Fungal infections are generally more invasive than bacterial disease, all the other clinical and radiological features, including survival, are similar [2,3,7]. Thus, even the isolation of Pseudomonas from aural discharge may be not sufficient or specific enough to distinguish between the two forms, Aspergillus is also frequently isolated from external auditory canal smears and diagnosis of fungal MEO should be based on histopathologic confirmation on deep tissue biopsy or isolation from blood cultures or fistula exudates [8]. No diagnostic conclusions can be drawn from single positive cultures from the external auditory canal or from middle ears with chronic perforations [8].

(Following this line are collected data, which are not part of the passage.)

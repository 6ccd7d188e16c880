//! Thin CLI entry point: parses a subcommand, wires a [`Kernel`], and gets
//! out of the way. The interactive chat UI and daemon supervision this
//! would grow into a full frontend are out of scope here.

#![deny(unsafe_code)]
#![warn(missing_docs)]
#![deny(clippy::all)]
#![warn(unreachable_pub)]

use anyhow::{bail, Context, Result};
use clap::{Parser, Subcommand};
use gcs_auth::{status, CredentialStore, CredentialStoreConfig, DeviceFlowClient, DeviceFlowConfig};
use gcs_config::Settings;
use gcs_kernel::Kernel;
use std::io::Write as _;
use tracing_subscriber::EnvFilter;

/// Generic Control System runtime.
#[derive(Parser)]
#[command(name = "gcs", author, version, about)]
struct Cli {
    #[command(subcommand)]
    command: Commands,
}

#[derive(Subcommand)]
enum Commands {
    /// Start the runtime and keep it alive until interrupted.
    Run,
    /// List names of available configurations under `CONFIG_DIR`.
    ListConfigs,
    /// Load a named configuration.
    LoadConfig {
        /// Name of the configuration to load.
        #[arg(long = "config-name")]
        config_name: String,
    },
    /// Start an interactive chat session against the active configuration.
    Chat,
    /// Run the OAuth device-authorization flow and persist the credentials.
    Auth,
    /// Show the current credential status.
    AuthStatus,
    /// Switch the active LLM model for subsequent turns.
    SwitchProvider {
        /// Model name to switch to.
        name: String,
    },
}

#[tokio::main]
async fn main() -> std::process::ExitCode {
    tracing_subscriber::fmt()
        .with_env_filter(EnvFilter::try_from_default_env().unwrap_or_else(|_| EnvFilter::new("info")))
        .json()
        .init();

    match run().await {
        Ok(()) => std::process::ExitCode::SUCCESS,
        Err(e) => {
            tracing::error!(error = %e, "command failed");
            eprintln!("error: {e:#}");
            std::process::ExitCode::FAILURE
        },
    }
}

async fn run() -> Result<()> {
    let cli = Cli::parse();
    let settings = Settings::from_env();

    match cli.command {
        Commands::Run => cmd_run(settings).await,
        Commands::ListConfigs => cmd_list_configs(&settings),
        Commands::LoadConfig { config_name } => cmd_load_config(settings, &config_name).await,
        Commands::Chat => cmd_chat(settings).await,
        Commands::Auth => cmd_auth(settings).await,
        Commands::AuthStatus => cmd_auth_status(settings).await,
        Commands::SwitchProvider { name } => cmd_switch_provider(&name),
    }
}

async fn cmd_run(settings: Settings) -> Result<()> {
    let kernel = Kernel::new(settings).await.context("failed to construct runtime")?;
    tracing::info!("runtime started; press ctrl-c to stop");
    tokio::signal::ctrl_c().await.context("failed to listen for ctrl-c")?;
    kernel.shutdown().await;
    Ok(())
}

fn cmd_list_configs(settings: &Settings) -> Result<()> {
    let names = gcs_config::list_from(&settings.config_dir).context("failed to list configurations")?;
    if names.is_empty() {
        println!("no configurations found under {}", settings.config_dir.display());
        return Ok(());
    }
    for name in names {
        println!("{name}");
    }
    Ok(())
}

async fn cmd_load_config(settings: Settings, name: &str) -> Result<()> {
    let kernel = Kernel::new(settings).await.context("failed to construct runtime")?;
    kernel.load_configuration(name).await.context("failed to load configuration")?;
    println!("loaded configuration '{name}'");
    kernel.shutdown().await;
    Ok(())
}

async fn cmd_chat(settings: Settings) -> Result<()> {
    let kernel = Kernel::new(settings).await.context("failed to construct runtime")?;
    println!("interactive chat — type 'exit' to quit");
    let stdin = std::io::stdin();
    loop {
        print!("> ");
        std::io::stdout().flush().ok();
        let mut line = String::new();
        if stdin.read_line(&mut line).context("failed to read input")? == 0 {
            break;
        }
        let line = line.trim();
        if line.is_empty() {
            continue;
        }
        if line == "exit" {
            break;
        }
        match kernel.send_message("cli", line).await {
            Ok(outcome) => println!("{}", outcome.text),
            Err(e) => eprintln!("error: {e}"),
        }
    }
    kernel.shutdown().await;
    Ok(())
}

async fn cmd_auth(settings: Settings) -> Result<()> {
    let Some(client_id) = settings.qwen_client_id.clone() else {
        bail!("QWEN_CLIENT_ID and QWEN_AUTHORIZATION_SERVER must be set to authenticate");
    };
    let Some(authorization_server) = settings.qwen_authorization_server.clone() else {
        bail!("QWEN_CLIENT_ID and QWEN_AUTHORIZATION_SERVER must be set to authenticate");
    };

    let device_flow = DeviceFlowClient::new(DeviceFlowConfig { client_id, authorization_server });
    let (authorization, device_code, pkce, interval) =
        device_flow.authenticate().await.context("failed to start device authorization")?;

    println!("visit {} and enter code {}", authorization.verification_uri, authorization.user_code);
    let creds = device_flow.poll(&device_code, &pkce, interval).await.context("device authorization did not complete")?;

    let store = CredentialStore::with_config(CredentialStoreConfig {
        path: settings.runtime_data_dir.join("oauth_creds.json"),
        lock_timeout: std::time::Duration::from_secs(10),
    });
    store.save(&creds).await.context("failed to persist credentials")?;
    println!("authenticated");
    Ok(())
}

async fn cmd_auth_status(settings: Settings) -> Result<()> {
    let store = CredentialStore::with_config(CredentialStoreConfig {
        path: settings.runtime_data_dir.join("oauth_creds.json"),
        lock_timeout: std::time::Duration::from_secs(10),
    });
    let current = status(&store).await.context("failed to read credential status")?;
    if current.has_credentials {
        println!("credentials present, valid = {}, expires_at = {:?}", current.is_valid, current.expires_at);
    } else {
        println!("no credentials stored");
    }
    Ok(())
}

fn cmd_switch_provider(name: &str) -> Result<()> {
    // Only the model name is swappable at runtime; base URL / auth stay
    // fixed to what LLM_BASE_URL / LLM_API_KEY / QWEN_* already resolved.
    println!("set LLM_MODEL={name} and restart 'run' or 'chat' to take effect");
    Ok(())
}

The Aspergillus identified in our patient was isolated on deep tissue specimens, Voriconazole is currently recommended as first line treatment in cases of invasive aspergillosis [9], and its use is increasing since its launch in 2002. The intravenous form is recommended for use in systemically unwell patients, the oral form being reserved for those who are stable or have improved following initial intravenous treatment. Voriconazole is widely distributed throughout tissues and in its oral form, is not usually associated with worsening of renal function. This is particularly important as it is often patients with comorbidities affecting renal function such as diabetes, who develop aspergillosis MOE and therefore require treatment with voriconazole.
Conclusion
In addition to aural swabs, biopsy of tissue from the external auditory canal is very important to obtain early confirmation of a fungal pathogen thereby allowing timely treatment to be commenced.